YES, I think that gun laws need to be changed. But I'm afraid, when people say:
  "Could we have done something?"
Well . . . I don't think so. Not exactly.
I DO believe that if you changed gun laws, then some lives could be spared. A lot of school shootings are committed by students. And all this talk of 'psyche tests' and 'greater restrictions' would perhaps have stopped these horrid people from owning guns, or at least slowed them down and maybe even brought them to the attention of the authorities. Just look to Japan if you want proof. Compare their, average, two shootings a year to . . . well, America.

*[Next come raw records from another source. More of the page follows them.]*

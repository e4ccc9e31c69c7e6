mod components;
mod hooks;
mod pages;
mod transport;
pub mod utils;

use components::{Nav, ProtectedRoute};
use hooks::SessionProvider;
use pages::{
    dashboard::DashboardPage, home::HomePage, login::LoginPage, products::ProductsPage,
    sign_up::SignUpPage,
};
use yew::prelude::*;
use yew_router::prelude::*;

#[derive(Debug, Clone, Routable, PartialEq)]
pub enum Route {
    #[at("/")]
    Home,
    #[at("/login")]
    Login,
    #[at("/signup")]
    SignUp,
    // Older links still point here
    #[at("/singUp")]
    SignUpAlias,
    #[at("/products")]
    Products,
    #[at("/dashboard")]
    Dashboard,
    #[not_found]
    #[at("/404")]
    NotFound,
}

fn switch(routes: Route) -> Html {
    match routes {
        Route::Home => html! { <HomePage /> },
        Route::Login => html! { <LoginPage /> },
        Route::SignUp => html! { <SignUpPage /> },
        Route::SignUpAlias => html! { <Redirect<Route> to={Route::SignUp} /> },
        Route::Products => html! { <ProductsPage /> },
        Route::Dashboard => html! {
            <ProtectedRoute>
                <DashboardPage />
            </ProtectedRoute>
        },
        Route::NotFound => html! {
            <div class="not-found">
                <h1>{ "Página no encontrada" }</h1>
                <Link<Route> to={Route::Home}>{ "Volver al inicio" }</Link<Route>>
            </div>
        },
    }
}

#[function_component(App)]
fn app() -> Html {
    html! {
        <BrowserRouter>
            <SessionProvider>
                <Nav />
                <main class="app-main">
                    <Switch<Route> render={switch} />
                </main>
            </SessionProvider>
        </BrowserRouter>
    }
}

#[wasm_bindgen::prelude::wasm_bindgen(start)]
pub fn run_app() {
    wasm_logger::init(wasm_logger::Config::default());
    yew::Renderer::<App>::new().render();
}
use shared::ApiClientConfig;
use web_sys::window;

/// Get the base HTTP URL (e.g., "http://localhost:8000" or "https://admin.example.com")
pub fn get_base_url() -> String {
    let window = window().expect("no global window");
    let location = window.location();

    let protocol = location.protocol().unwrap_or_else(|_| "http:".to_string());
    let host = location
        .host()
        .unwrap_or_else(|_| "localhost:8000".to_string());

    format!("{}//{}", protocol, host)
}

/// Resolve the backend base URL. A build-time `CATALOG_API_BASE` wins over
/// the page origin.
pub fn resolve_base_url(configured: Option<&str>, origin: impl FnOnce() -> String) -> String {
    match configured.map(str::trim).filter(|s| !s.is_empty()) {
        Some(base) => base.to_string(),
        None => origin(),
    }
}

pub fn api_config() -> ApiClientConfig {
    ApiClientConfig::new(resolve_base_url(
        option_env!("CATALOG_API_BASE"),
        get_base_url,
    ))
}

/// Format a price for the product table (e.g., 1234.5 -> "$1,234.50")
pub fn format_price(amount: f64) -> String {
    let formatted = format!("{:.2}", amount.abs());
    let (integer, decimal) = formatted.split_once('.').unwrap_or((&formatted, "00"));
    let with_commas: String = integer
        .as_bytes()
        .rchunks(3)
        .rev()
        .filter_map(|chunk| std::str::from_utf8(chunk).ok())
        .collect::<Vec<_>>()
        .join(",");
    let sign = if amount < 0.0 { "-" } else { "" };
    format!("{}${}.{}", sign, with_commas, decimal)
}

But, I don't think that this will stop spree killers. Although school shootings are sometimes seen as 'An American Thing', spree killers most certainly are not. Port Arthur, Australia; Aramoana, New Zealand, Yulara, Australia . . . these are but a few of the sites where people (or should I say, monsters) have taken many innocent lives, for no reason. Australia and her cousin have much stricter gun laws than in America. You cannot own a gun unless you have a sound mind, and a firm reason [you are a licensed hunter, or a policeman or a farmer who has trouble with foxes or the like]

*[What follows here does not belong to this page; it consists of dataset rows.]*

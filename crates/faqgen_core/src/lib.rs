//! FAQ generator core: pure session state machine and view-model helpers.
mod effect;
mod export;
mod generate;
mod intake;
mod msg;
mod state;
mod update;
mod view_model;

pub use effect::Effect;
pub use export::{export_text, EXPORT_FILENAME};
pub use generate::{generate, FixtureSource, QuestionSource, FIXTURE};
pub use intake::{IntakeFailure, PickedFile, ReadId};
pub use msg::Msg;
pub use state::{
    parse_count, AppState, GenerationSettings, Notice, OutputType, Phase, QaItem, ADVISORY_COUNT,
};
pub use update::update;
pub use view_model::{AppViewModel, PendingReadView, QaCardView};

But these people still managed to acquire weapons, some even high ordnance like machine guns. Perhaps laws need to be changed, but my point is, the people haven't. There are maniacs out there, unfortunately.
So that's why, although I like the idea of stricter laws, 
I'm not really as interested in this talk of gun laws as a way to save lives. I think, what we need, is to try to prevent these monsters from growing.

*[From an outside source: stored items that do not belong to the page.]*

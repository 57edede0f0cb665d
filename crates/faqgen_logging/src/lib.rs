#![deny(missing_docs)]
//! Shared logging utilities for the FAQ generator workspace.
//!
//! This crate provides the `faq_*` logging macros used across the codebase,
//! the application logger setup and a minimal test initializer.

use std::fs::File;
use std::path::Path;

use log::LevelFilter;
use simplelog::{
    ColorChoice, CombinedLogger, Config, ConfigBuilder, SharedLogger, TermLogger, TerminalMode,
    WriteLogger,
};

/// Default log file, relative to the working directory.
pub const LOG_FILE: &str = "./faqgen.log";

/// Logs a trace-level message using the global logging facade.
#[macro_export]
macro_rules! faq_trace {
    ($($arg:tt)*) => {{
        log::trace!($($arg)*);
    }};
}

/// Logs a debug-level message using the global logging facade.
#[macro_export]
macro_rules! faq_debug {
    ($($arg:tt)*) => {{
        log::debug!($($arg)*);
    }};
}

/// Logs an info-level message using the global logging facade.
#[macro_export]
macro_rules! faq_info {
    ($($arg:tt)*) => {{
        log::info!($($arg)*);
    }};
}

/// Logs a warn-level message using the global logging facade.
#[macro_export]
macro_rules! faq_warn {
    ($($arg:tt)*) => {{
        log::warn!($($arg)*);
    }};
}

/// Logs an error-level message using the global logging facade.
#[macro_export]
macro_rules! faq_error {
    ($($arg:tt)*) => {{
        log::error!($($arg)*);
    }};
}

/// Destination for log output.
#[derive(Debug, Clone, Copy, PartialEq, Eq)]
pub enum LogDestination {
    /// Write to [`LOG_FILE`] in the current directory.
    File,
    /// Write to the terminal (stderr for warnings and errors).
    Terminal,
    /// Write to both file and terminal.
    Both,
}

/// Parses a level name such as `"info"` or `"DEBUG"`; unknown names fall back to `Info`.
pub fn parse_level(name: &str) -> LevelFilter {
    name.trim().parse().unwrap_or(LevelFilter::Info)
}

/// Initializes the global logger for the application.
///
/// For `LogDestination::File` or `Both`, creates [`LOG_FILE`]. A file that
/// cannot be created is reported on stderr and skipped.
pub fn initialize(destination: LogDestination, level: LevelFilter) {
    initialize_at(destination, level, Path::new(LOG_FILE));
}

/// Same as [`initialize`] with an explicit log file path.
pub fn initialize_at(destination: LogDestination, level: LevelFilter, log_path: &Path) {
    let loggers = build_loggers(destination, level, log_path);
    if loggers.is_empty() {
        return;
    }
    // A logger may already be installed (tests, embedding); keep the first one.
    let _ = CombinedLogger::init(loggers);
}

fn build_loggers(
    destination: LogDestination,
    level: LevelFilter,
    log_path: &Path,
) -> Vec<Box<dyn SharedLogger>> {
    let config = build_config();
    let mut loggers: Vec<Box<dyn SharedLogger>> = Vec::new();

    if matches!(destination, LogDestination::Terminal | LogDestination::Both) {
        loggers.push(TermLogger::new(
            level,
            config.clone(),
            TerminalMode::Stderr,
            ColorChoice::Auto,
        ));
    }
    if matches!(destination, LogDestination::File | LogDestination::Both) {
        if let Some(file_logger) = create_file_logger(level, config, log_path) {
            loggers.push(file_logger);
        }
    }
    loggers
}

fn build_config() -> Config {
    ConfigBuilder::new()
        .set_time_format_rfc3339()
        .set_target_level(LevelFilter::Error)
        .build()
}

fn create_file_logger(
    level: LevelFilter,
    config: Config,
    log_path: &Path,
) -> Option<Box<WriteLogger<File>>> {
    match File::create(log_path) {
        Ok(file) => Some(WriteLogger::new(level, config, file)),
        Err(err) => {
            eprintln!("Warning: Could not create log file at {:?}: {}", log_path, err);
            None
        }
    }
}

/// Initializes a simple terminal logger for use in unit tests.
///
/// This safely no-ops if another logger has already been initialized.
pub fn initialize_for_tests() {
    // Use debug level in debug builds, info in release builds.
    let level = if cfg!(debug_assertions) {
        LevelFilter::Debug
    } else {
        LevelFilter::Info
    };

    // Ignore the error if a logger was already set by another test.
    let _ = CombinedLogger::init(vec![TermLogger::new(
        level,
        Config::default(),
        TerminalMode::Mixed,
        ColorChoice::Auto,
    )]);
}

If you start to look into these people's lives and what lead up to these murders. These people weren't living the same regular lives as you and me. Most of these people were
 frustrated, oppressed or in some way depressed. A lot of these people feel impotent and ignored. They feel trapped, or lost.

My point is, not only do I believe that these people feel pushed to an illogical extreme. I believe that this story plays out the same way. Just look to serial killers. Childhood trauma or poor parenting leads to deviant behaviour; this leads to poor social skills and eventually anti-social behaviour and a lack of attachment to persons and society. This makes the child seek forms of control, often through harming and killing small animals. As they grow older they'll seek greater forms of control, including criminal behaviour and eventually homicide, crimes which will escalate as they seek more power.
All known serial killers in history have played this out in some form or another, like some sick monomyth. And I wonder . . . what if spree killers are the same?
Perhaps if we can find out the key pieces of this puzzle. Find out what leads to these horrific acts, maybe we can stop it before they get to the gun shop counter.
I dunno, just a thought. Just a hopeful thought . . .
I feel I should stop here know, since all this research has probably already got me a on a few FBI watch-lists  But in closing, a firearm is just a tool. A very dangerous tool, yes, one designed to destroy. But a tool none the less. Let's be sure we put it in 
the right hands.

I send my condolences to all those lost, and those left in pain.
If you want to help out victims from this recent tragedy, or just those that help out in general through donations or what-have you, you might want to seek out:

Newtown Youth and Family Services, who offer counselling and health services.

Newtown Parent Connection, who I believe also offer counselling services.
Project Linus, who provide care for young trauma victims.
American Red Cross, who are always there to help, &
Danbury Hospital, who offer Crisis Intervention.